Institute for Financial Transparency

Shining a light on the opaque corners of finance

19
Jul
2018
0

The Committee to Save the Banks Reaches New Lows

In its ongoing defense of the indefensible, the Committee to Save the Banks (Paulson, Bernanke and Geithner) reached new lows this week.  This time it was former Fed Chairman Ben Bernanke trying to explain why their crisis response focused on saving the banks wasn’t to blame for our current economic or political state of affairs.

First, he stated what is the current state of our economic and political affairs.

The 2008 crisis deepened a recession that had begun in late 2007 and turned it into the worst downturn since the 1930s, with 8.7 million people thrown out of work. Though the economy has created 19 million jobs since the depths of the downturn and the economy has expanded since 2009, the recovery has been the slowest in the post-World War II period and wage growth has languished.
The resulting economic discontent, fed by widening financial inequality, contributed to Trump’s presidential victory. Similarly weak recoveries fueled populist backlashes in other nations, too.
“Financial crises, particularly big ones, do tend to get followed by a population reaction; that was certainly the case in the 1930s,” Bernanke said, alluding to the rise of Hitler in Germany and other fascist movements.

Then he offered up an easily debunked excuse for why the Committee and its response to the financial crisis wasn’t to blame.

But Bernanke suggested that some disturbing trends — from worsening income inequality to a lack of upward mobility to the opioid epidemic — go back much further than 2008.
“The changes brought about by technology and globalization displaced many people in many communities, and there was not an adequate effort to deal with these displacements,” he said.

Hello, Mr. Bernanke.  Did you ever hear of FDR?

Consider for a moment it may have been his Administration’s response to the Great Depression (a financial crisis you claim to have studied) that prevented a populist backlash.

His Administration wrote the playbook for how to respond to a financial crisis.  A playbook with which you should have been very familiar.

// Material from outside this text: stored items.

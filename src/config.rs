//! Route configuration loaded from TOML.
//!
//! ```toml
//! url_extension = ".castle"
//! application_path = "/"
//! static_root = "public"
//! supports_custom_request_headers = true
//! case_sensitive = true
//!
//! [[routes]]
//! name = "product"
//! template = "products/{id}"
//! verbs = ["get"]
//! defaults = { controller = "products", action = "show" }
//! constraints = { id = '\d+' }
//! ```
//!
//! `handler_path = "*.rails"` may stand in for `url_extension`; it is read
//! the way a handler mapping is (`"*"` means no extension).

use std::collections::HashMap;
use std::path::{Path, PathBuf};

use serde::Deserialize;
use tracing::info;

use crate::engine::RoutingEngine;
use crate::error::Error;
use crate::method::Method;
use crate::middleware::routing::{AdapterSettings, UrlExtension};
use crate::pattern::{CaseSensitivity, RoutePattern};

#[derive(Debug, Deserialize)]
#[serde(deny_unknown_fields)]
pub struct RoutingConfig {
    pub url_extension: Option<String>,
    pub handler_path: Option<String>,
    #[serde(default = "default_application_path")]
    pub application_path: String,
    pub static_root: Option<PathBuf>,
    #[serde(default = "default_true")]
    pub supports_custom_request_headers: bool,
    #[serde(default = "default_true")]
    pub case_sensitive: bool,
    #[serde(default)]
    pub routes: Vec<RouteConfig>,
}

#[derive(Debug, Deserialize)]
#[serde(deny_unknown_fields)]
pub struct RouteConfig {
    pub name: Option<String>,
    pub template: String,
    #[serde(default)]
    pub verbs: Vec<Method>,
    #[serde(default)]
    pub defaults: HashMap<String, String>,
    #[serde(default)]
    pub constraints: HashMap<String, String>,
    /// Overrides the table-wide `case_sensitive` for this route.
    pub case_sensitive: Option<bool>,
}

fn default_application_path() -> String {
    "/".to_owned()
}

fn default_true() -> bool {
    true
}

impl RoutingConfig {
    pub fn from_toml_str(content: &str) -> Result<Self, Error> {
        Ok(toml::from_str(content)?)
    }

    pub fn load(path: &Path) -> Result<Self, Error> {
        let content = std::fs::read_to_string(path)?;
        let config = Self::from_toml_str(&content)?;
        info!(path = %path.display(), routes = config.routes.len(), "routing config loaded");
        Ok(config)
    }

    /// Compiles every route, in file order, into a fresh engine.
    pub fn build_engine(&self) -> Result<RoutingEngine, Error> {
        let mut engine = RoutingEngine::new();
        for route in &self.routes {
            engine.add(route.compile(self.case_sensitive)?)?;
        }
        Ok(engine)
    }

    pub fn adapter_settings(&self) -> AdapterSettings {
        let url_extension = match (&self.url_extension, &self.handler_path) {
            (Some(extension), _) => UrlExtension::new(extension.as_str()),
            (None, Some(handler_path)) => UrlExtension::from_handler_path(handler_path),
            (None, None) => UrlExtension::default(),
        };

        AdapterSettings {
            url_extension,
            application_path: self.application_path.clone(),
            static_root: self.static_root.clone(),
            supports_custom_request_headers: self.supports_custom_request_headers,
        }
    }
}

impl RouteConfig {
    fn compile(&self, table_case_sensitive: bool) -> Result<RoutePattern, Error> {
        let case = if self.case_sensitive.unwrap_or(table_case_sensitive) {
            CaseSensitivity::Sensitive
        } else {
            CaseSensitivity::Insensitive
        };

        let mut builder = RoutePattern::builder(self.template.as_str())
            .verbs(self.verbs.iter().copied())
            .case_sensitivity(case);
        if let Some(name) = &self.name {
            builder = builder.name(name.as_str());
        }
        for (key, value) in &self.defaults {
            builder = builder.default(key.as_str(), value.as_str());
        }
        for (key, regex) in &self.constraints {
            builder = builder.constraint(key.as_str(), regex.as_str());
        }
        Ok(builder.build()?)
    }
}

#[cfg(test)]
mod tests {
    use std::sync::Arc;

    use pretty_assertions::assert_eq;

    use super::*;
    use crate::context::RouteContext;
    use crate::error::ConfigurationError;

    const CONFIG: &str = r#"
        handler_path = "*.rails"
        application_path = "/shop"
        supports_custom_request_headers = false
        case_sensitive = false

        [[routes]]
        name = "product"
        template = "Products/{id}"
        verbs = ["get", "HEAD"]
        defaults = { controller = "products", action = "show" }
        constraints = { id = '\d+' }

        [[routes]]
        template = "{controller}/{action}"
        defaults = { action = "index" }
        case_sensitive = true
    "#;

    #[test]
    fn builds_engine_in_file_order() {
        let config = RoutingConfig::from_toml_str(CONFIG).unwrap();
        let engine = config.build_engine().unwrap();
        assert_eq!(engine.table().len(), 2);

        let ctx = Arc::new(RouteContext::new(Method::Get, "/shop/products/7"));
        let matched = engine.find_match("products/7", ctx).unwrap();
        assert_eq!(matched.name(), Some("product"));
        assert_eq!(matched.controller(), Some("products"));
        assert_eq!(matched.get("id"), Some("7"));

        let ctx = Arc::new(RouteContext::new(Method::Post, "/shop/products/7"));
        let matched = engine.find_match("products/7", ctx).unwrap();
        assert_eq!(matched.route(), "{controller}/{action}");
    }

    #[test]
    fn adapter_settings_follow_the_handler_path() {
        let settings = RoutingConfig::from_toml_str(CONFIG).unwrap().adapter_settings();
        assert_eq!(settings.url_extension.as_str(), ".rails");
        assert_eq!(settings.application_path, "/shop");
        assert!(!settings.supports_custom_request_headers);
        assert_eq!(settings.static_root, None);
    }

    #[test]
    fn defaults_apply_when_omitted() {
        let config = RoutingConfig::from_toml_str("").unwrap();
        let settings = config.adapter_settings();
        assert_eq!(settings.url_extension.as_str(), ".castle");
        assert_eq!(settings.application_path, "/");
        assert!(settings.supports_custom_request_headers);
        assert!(config.build_engine().unwrap().table().is_empty());
    }

    #[test]
    fn invalid_templates_fail_the_build() {
        let config = RoutingConfig::from_toml_str(
            r#"
            [[routes]]
            template = "{controller}/{controller}"
            "#,
        )
        .unwrap();
        let err = config.build_engine().unwrap_err();
        assert!(matches!(
            err,
            Error::Configuration(ConfigurationError::DuplicatePlaceholder { .. })
        ));
    }

    #[test]
    fn unknown_verbs_fail_to_parse() {
        let err = RoutingConfig::from_toml_str(
            r#"
            [[routes]]
            template = "x"
            verbs = ["FETCH"]
            "#,
        )
        .unwrap_err();
        assert!(matches!(err, Error::Parse(_)));
    }

    #[test]
    fn loads_from_disk() {
        let dir = tempfile::tempdir().unwrap();
        let path = dir.path().join("routes.toml");
        std::fs::write(&path, CONFIG).unwrap();

        let config = RoutingConfig::load(&path).unwrap();
        assert_eq!(config.routes.len(), 2);

        let missing = RoutingConfig::load(&dir.path().join("nope.toml")).unwrap_err();
        assert!(matches!(missing, Error::Io(_)));
    }
}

The response was based on FDR’s observation:

We had to struggle with the old enemies of peace–business and financial monopoly, speculation, reckless banking, class antagonism, sectionalism, war profiteering.
They had begun to consider the Government of the United States as a mere appendage to their own affairs. We know now that Government by organized money is just as dangerous as Government by organized mob.

What did FDR do different than the response lead by the Committee to Save the Banks?

For starters, he didn’t try to save the banks or bankers, but rather the real economy and the borrowers.

He made banks recognize losses on their bad investments.  This included closing banks that weren’t viable after recognizing all their losses.

He helped borrowers by allowing them to extend the maturity of their mortgages.  This dramatically reduced their payments and allowed them to service their loans.  While this also helped the banks by reducing losses, this was an added benefit, not the driver behind the program.

He signed into law deposit insurance.  This changed how a financial crisis should be responded to and permanently ended any case for bailing out the banks with taxpayer funds.  With deposit insurance, the taxpayer automatically becomes an insolvent bank’s silent equity partner.  There is no reason to change this relationship by bailing out the bank.  With the taxpayers as the silent equity partner, the Fed can extend liquidity for as long as it is needed.  As a result, the insolvent bank isn’t threatened by imminent collapse.  It can continue in operation until such time as the bank shows it is viable or the government winds it down.

Most importantly, he redesigned the financial system so it was based on transparency.  He created the SEC with the mandate to require for all publicly traded securities disclosure of all information an investor would need so they could know what they own. He understood sunlight is the best disinfectant and how this would minimize Wall Street’s business model of fraud.

Now compare that response to the Committee to Save the Banks’ response.

The Committee’s response was the completely unnecessary action of bailing out the banks. Not only did they inject taxpayer money into the banks, but they adopted regulatory strategies to “foam the runway” for the banks so they didn’t have to recognize the losses on their bad assets.  They followed this up with the kabuki theatre of stress tests and lying about the condition of the banks (bankers took advantage of these lies to resume paying themselves bonuses).  They ended by using the section of Dodd-Frank creating the Office of Financial Research as the place financial transparency could go to die.

No wonder the American people have never bought the idea this was done for their benefit and not Wall Street’s.